Gianni Diecidue è nato a Castelvetrano (1922). Ha pubblicato:
“Le ceneri della luna ”, Procellaria, Reggio Calabria, 1964; “Una stagione d'amore ” (con Certa e Scammacca), Celebes, Trapani. 1970; “Le antinomie ”, Mazzotta, Castelvetrano, 1981; “Poemi ”, Mazzotta, Castelvetrano, 1985; “Correspondance”, Mazzotta, Castelvetrano, 198; “Poesie Illogiche ”, Mazzotta, Castelvetrano, 1994.
Per il teatro ha scritto: “I triangoli ”, Impegno '70, 1994; “Federico III detto il semplice ”, Mazara, 1982; “Teatro Minimo ”, Alcamo, 1998.

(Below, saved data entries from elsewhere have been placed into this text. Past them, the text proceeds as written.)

//! External browser-automation worker.
//!
//! The worker owns the logged-in browser session and page scrolling; this
//! client only speaks its HTTP contract:
//!
//! - `POST /linkedin/company-posts` `{company_url, company_name, domain, since}`
//! - `POST /linkedin/profile-posts` `{profile_url, since}`
//!
//! Both answer `{"posts": [{"date": "2w", "likes": "14", "text": "..."}]}`.

use futures::future::BoxFuture;
use growthwatch_core::SocialPost;
use reqwest::Client;
use serde::Deserialize;
use serde_json::json;

use crate::adapter::SourceAdapter;
use crate::error::SourceError;
use crate::http::{check_status, read_json, trim_base_url};
use crate::requests::{CompanyPostsRequest, ProfilePostsRequest};

#[derive(Debug, Deserialize)]
struct WorkerResponse {
    #[serde(default)]
    posts: Vec<WorkerPost>,
}

#[derive(Debug, Deserialize)]
struct WorkerPost {
    #[serde(default)]
    date: String,
    #[serde(default)]
    text: String,
}

#[derive(Clone)]
pub struct BrowserWorkerClient {
    client: Client,
    base_url: String,
}

impl BrowserWorkerClient {
    #[must_use]
    pub fn new(client: Client, base_url: &str) -> Self {
        Self {
            client,
            base_url: trim_base_url(base_url),
        }
    }

    async fn post_for_posts(
        &self,
        path: &str,
        body: serde_json::Value,
    ) -> Result<Vec<SocialPost>, SourceError> {
        let url = format!("{}{path}", self.base_url);
        let response = self.client.post(&url).json(&body).send().await?;
        let response = check_status("browser_worker", response)?;
        let payload: WorkerResponse = read_json(response, path).await?;

        Ok(payload
            .posts
            .into_iter()
            .filter(|p| !p.text.trim().is_empty())
            .map(|p| SocialPost {
                text: p.text.trim().to_owned(),
                timestamp: p.date.trim().to_owned(),
            })
            .collect())
    }
}

impl SourceAdapter<CompanyPostsRequest, Vec<SocialPost>> for BrowserWorkerClient {
    fn tier_id(&self) -> &'static str {
        "browser_worker"
    }

    fn method(&self) -> &'static str {
        "browser worker company page scrape"
    }

    fn fetch<'a>(
        &'a self,
        req: &'a CompanyPostsRequest,
    ) -> BoxFuture<'a, Result<Vec<SocialPost>, SourceError>> {
        Box::pin(async move {
            let body = json!({
                "company_url": req.company_url(),
                "company_name": req.company,
                "domain": req.domain,
                "since": req.since.format("%Y-%m-%d").to_string(),
            });
            self.post_for_posts("/linkedin/company-posts", body).await
        })
    }
}

impl SourceAdapter<ProfilePostsRequest, Vec<SocialPost>> for BrowserWorkerClient {
    fn tier_id(&self) -> &'static str {
        "browser_worker_profile"
    }

    fn method(&self) -> &'static str {
        "browser worker profile scrape"
    }

    fn fetch<'a>(
        &'a self,
        req: &'a ProfilePostsRequest,
    ) -> BoxFuture<'a, Result<Vec<SocialPost>, SourceError>> {
        Box::pin(async move {
            let body = json!({
                "profile_url": req.profile.profile_url,
                "since": req.since.format("%Y-%m-%d").to_string(),
            });
            self.post_for_posts("/linkedin/profile-posts", body).await
        })
    }
}
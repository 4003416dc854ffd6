use std::path::PathBuf;

#[derive(Debug, Clone, PartialEq, Eq)]
pub enum Environment {
    Development,
    Test,
    Production,
}

impl std::fmt::Display for Environment {
    fn fmt(&self, f: &mut std::fmt::Formatter<'_>) -> std::fmt::Result {
        match self {
            Environment::Development => write!(f, "development"),
            Environment::Test => write!(f, "test"),
            Environment::Production => write!(f, "production"),
        }
    }
}

/// Per-tier enable switches. A disabled tier is skipped by the resolver even
/// when its credentials are present.
#[derive(Debug, Clone, PartialEq, Eq)]
#[allow(clippy::struct_excessive_bools)]
pub struct TierToggles {
    pub serpapi: bool,
    pub google_cse: bool,
    pub firmable: bool,
    pub firmable_au: bool,
    pub brightdata: bool,
    pub browser_worker: bool,
    pub perplexity_linkedin: bool,
}

impl Default for TierToggles {
    fn default() -> Self {
        Self {
            serpapi: true,
            google_cse: true,
            firmable: true,
            firmable_au: true,
            brightdata: true,
            browser_worker: true,
            perplexity_linkedin: true,
        }
    }
}

#[derive(Clone)]
pub struct SalesforceCredentials {
    pub login_url: String,
    pub client_id: String,
    pub client_secret: String,
    pub username: String,
    pub password: String,
    pub security_token: String,
}

/// Third-party credentials. Every entry is optional: a tier whose key is
/// missing is simply not built.
#[derive(Clone, Default)]
pub struct Credentials {
    pub serp_api_key: Option<String>,
    pub google_cse_key: Option<String>,
    pub google_cse_cx: Option<String>,
    pub firmable_api_key: Option<String>,
    pub perplexity_api_key: Option<String>,
    pub brightdata_api_key: Option<String>,
    pub browser_worker_url: Option<String>,
    pub openai_api_key: Option<String>,
    pub openai_model: String,
    pub salesforce: Option<SalesforceCredentials>,
}

#[derive(Clone)]
pub struct AppConfig {
    pub env: Environment,
    pub log_level: String,
    pub companies_path: PathBuf,
    pub output_dir: PathBuf,
    pub user_agent: String,
    pub request_timeout_secs: u64,
    pub tier_timeout_secs: u64,
    pub tier_max_retries: u32,
    pub retry_backoff_base_ms: u64,
    pub inter_company_delay_secs: u64,
    pub news_recency_days: u32,
    pub posts_recency_days: u32,
    pub run_cron: String,
    pub tiers: TierToggles,
    pub credentials: Credentials,
}

fn redact(value: Option<&String>) -> Option<&'static str> {
    value.map(|_| "[redacted]")
}

impl std::fmt::Debug for Credentials {
    fn fmt(&self, f: &mut std::fmt::Formatter<'_>) -> std::fmt::Result {
        f.debug_struct("Credentials")
            .field("serp_api_key", &redact(self.serp_api_key.as_ref()))
            .field("google_cse_key", &redact(self.google_cse_key.as_ref()))
            .field("google_cse_cx", &self.google_cse_cx)
            .field("firmable_api_key", &redact(self.firmable_api_key.as_ref()))
            .field(
                "perplexity_api_key",
                &redact(self.perplexity_api_key.as_ref()),
            )
            .field(
                "brightdata_api_key",
                &redact(self.brightdata_api_key.as_ref()),
            )
            .field("browser_worker_url", &self.browser_worker_url)
            .field("openai_api_key", &redact(self.openai_api_key.as_ref()))
            .field("openai_model", &self.openai_model)
            .field(
                "salesforce",
                &self.salesforce.as_ref().map(|sf| sf.username.as_str()),
            )
            .finish()
    }
}

impl std::fmt::Debug for AppConfig {
    fn fmt(&self, f: &mut std::fmt::Formatter<'_>) -> std::fmt::Result {
        f.debug_struct("AppConfig")
            .field("env", &self.env)
            .field("log_level", &self.log_level)
            .field("companies_path", &self.companies_path)
            .field("output_dir", &self.output_dir)
            .field("user_agent", &self.user_agent)
            .field("request_timeout_secs", &self.request_timeout_secs)
            .field("tier_timeout_secs", &self.tier_timeout_secs)
            .field("tier_max_retries", &self.tier_max_retries)
            .field("retry_backoff_base_ms", &self.retry_backoff_base_ms)
            .field("inter_company_delay_secs", &self.inter_company_delay_secs)
            .field("news_recency_days", &self.news_recency_days)
            .field("posts_recency_days", &self.posts_recency_days)
            .field("run_cron", &self.run_cron)
            .field("tiers", &self.tiers)
            .field("credentials", &self.credentials)
            .finish()
    }
}
//! Pure assembly of the persisted company record.

use std::cmp::Reverse;

use chrono::NaiveDate;
use growthwatch_core::dates::{parse_calendar_date, parse_post_date, post_date_label};
use growthwatch_core::{
    AnalysisOutput, ArticleRecord, CompanyReport, CompanyTarget, ContactPostRecord,
    ContactProfile, EnrichmentRecord, NewsArticle, PostRecord, SocialPost, DEFAULT_ACTIONS,
    NO_RECENT_ACTIVITY,
};

/// Contact profile together with whatever posts were found for it.
#[derive(Debug, Clone, Default)]
pub struct ContactActivity {
    pub profile: Option<ContactProfile>,
    pub posts: Vec<SocialPost>,
}

/// Build the [`CompanyReport`] for one company.
///
/// Total: every missing input degrades to an empty collection or placeholder.
/// Deterministic for a given `run_date`; sorting is stable.
#[must_use]
pub fn merge(
    target: &CompanyTarget,
    enrichment: &EnrichmentRecord,
    news: &[NewsArticle],
    company_posts: &[SocialPost],
    contact: &ContactActivity,
    analysis: &AnalysisOutput,
    run_date: NaiveDate,
) -> CompanyReport {
    let message = if analysis.reachout_message.trim().is_empty() {
        NO_RECENT_ACTIVITY.to_owned()
    } else {
        analysis.reachout_message.trim().to_owned()
    };

    let potential_actions = if analysis.actions.is_empty() {
        DEFAULT_ACTIONS.iter().map(ToString::to_string).collect()
    } else {
        analysis.actions.clone()
    };

    CompanyReport {
        company: target.name.clone(),
        articles: merge_articles(news, analysis),
        posts: merge_posts(company_posts, analysis, run_date),
        message,
        potential_actions,
        linkedin_url: enrichment
            .linkedin_id
            .as_deref()
            .filter(|id| !id.trim().is_empty())
            .map(|id| format!("https://www.linkedin.com/company/{}", id.trim()))
            .unwrap_or_default(),
        contact_name: contact.profile.as_ref().map(|p| p.name.clone()),
        contact_posts: contact
            .posts
            .iter()
            .map(|post| ContactPostRecord {
                date: render_post_date(&post.timestamp, run_date),
                text: post.text.trim().to_owned(),
            })
            .collect(),
    }
}

fn merge_articles(news: &[NewsArticle], analysis: &AnalysisOutput) -> Vec<ArticleRecord> {
    let mut dated: Vec<(Option<NaiveDate>, ArticleRecord)> = news
        .iter()
        .enumerate()
        .map(|(index, article)| {
            let record = ArticleRecord {
                headline: article.headline.clone(),
                date: article.date.clone(),
                summary: article.summary.clone(),
                growth_type: analysis
                    .article_tag(index)
                    .map(|g| g.as_str().to_owned())
                    .unwrap_or_default(),
                source_url: article.source_url.clone(),
            };
            (parse_calendar_date(&article.date), record)
        })
        .collect();

    // Undated articles sort last.
    dated.sort_by_key(|(date, _)| Reverse(*date));
    dated.into_iter().map(|(_, record)| record).collect()
}

fn merge_posts(
    posts: &[SocialPost],
    analysis: &AnalysisOutput,
    run_date: NaiveDate,
) -> Vec<PostRecord> {
    let mut dated: Vec<(Option<NaiveDate>, PostRecord)> = analysis
        .tagged_posts
        .iter()
        .filter_map(|tagged| {
            let post = posts.get(tagged.post_index)?;
            let date = parse_post_date(&post.timestamp, run_date)
                .or_else(|| parse_post_date(&tagged.date, run_date));
            let rendered = date.map_or_else(
                || fallback_date_text(&post.timestamp, &tagged.date),
                |d| post_date_label(d, run_date),
            );
            Some((
                date,
                PostRecord {
                    summary: tagged.summary.trim().to_owned(),
                    growth_type: tagged.growth_type.as_str().to_owned(),
                    date: rendered,
                },
            ))
        })
        .collect();

    dated.sort_by_key(|(date, _)| Reverse(*date));
    dated.into_iter().map(|(_, record)| record).collect()
}

fn render_post_date(raw: &str, run_date: NaiveDate) -> String {
    parse_post_date(raw, run_date)
        .map_or_else(|| raw.trim().to_owned(), |d| post_date_label(d, run_date))
}

fn fallback_date_text(timestamp: &str, echoed: &str) -> String {
    if timestamp.trim().is_empty() {
        echoed.trim().to_owned()
    } else {
        timestamp.trim().to_owned()
    }
}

Saggi di storia e tradizioni popolari: “Le ceneri della luna ”, Procellaria, Reggio Calabria, 1964; “Una stagione d'amore ” (con Certa e Scammacca), Celebes, Trapani. 1970; “Le antinomie ”, Mazzotta, Castelvetrano, 1981; “Poemi ”, Mazzotta, Castelvetrano, 1985; “Correspondance”, Mazzotta, Castelvetrano, 198; “Poesie Illogiche ”, Mazzotta, Castelvetrano, 1994.
Per il teatro ha scritto: “I triangoli ”, Impegno '70, 1994; “Federico III detto il semplice ”, Mazara, 1982; “Teatro Minimo ”, Alcamo, 1998.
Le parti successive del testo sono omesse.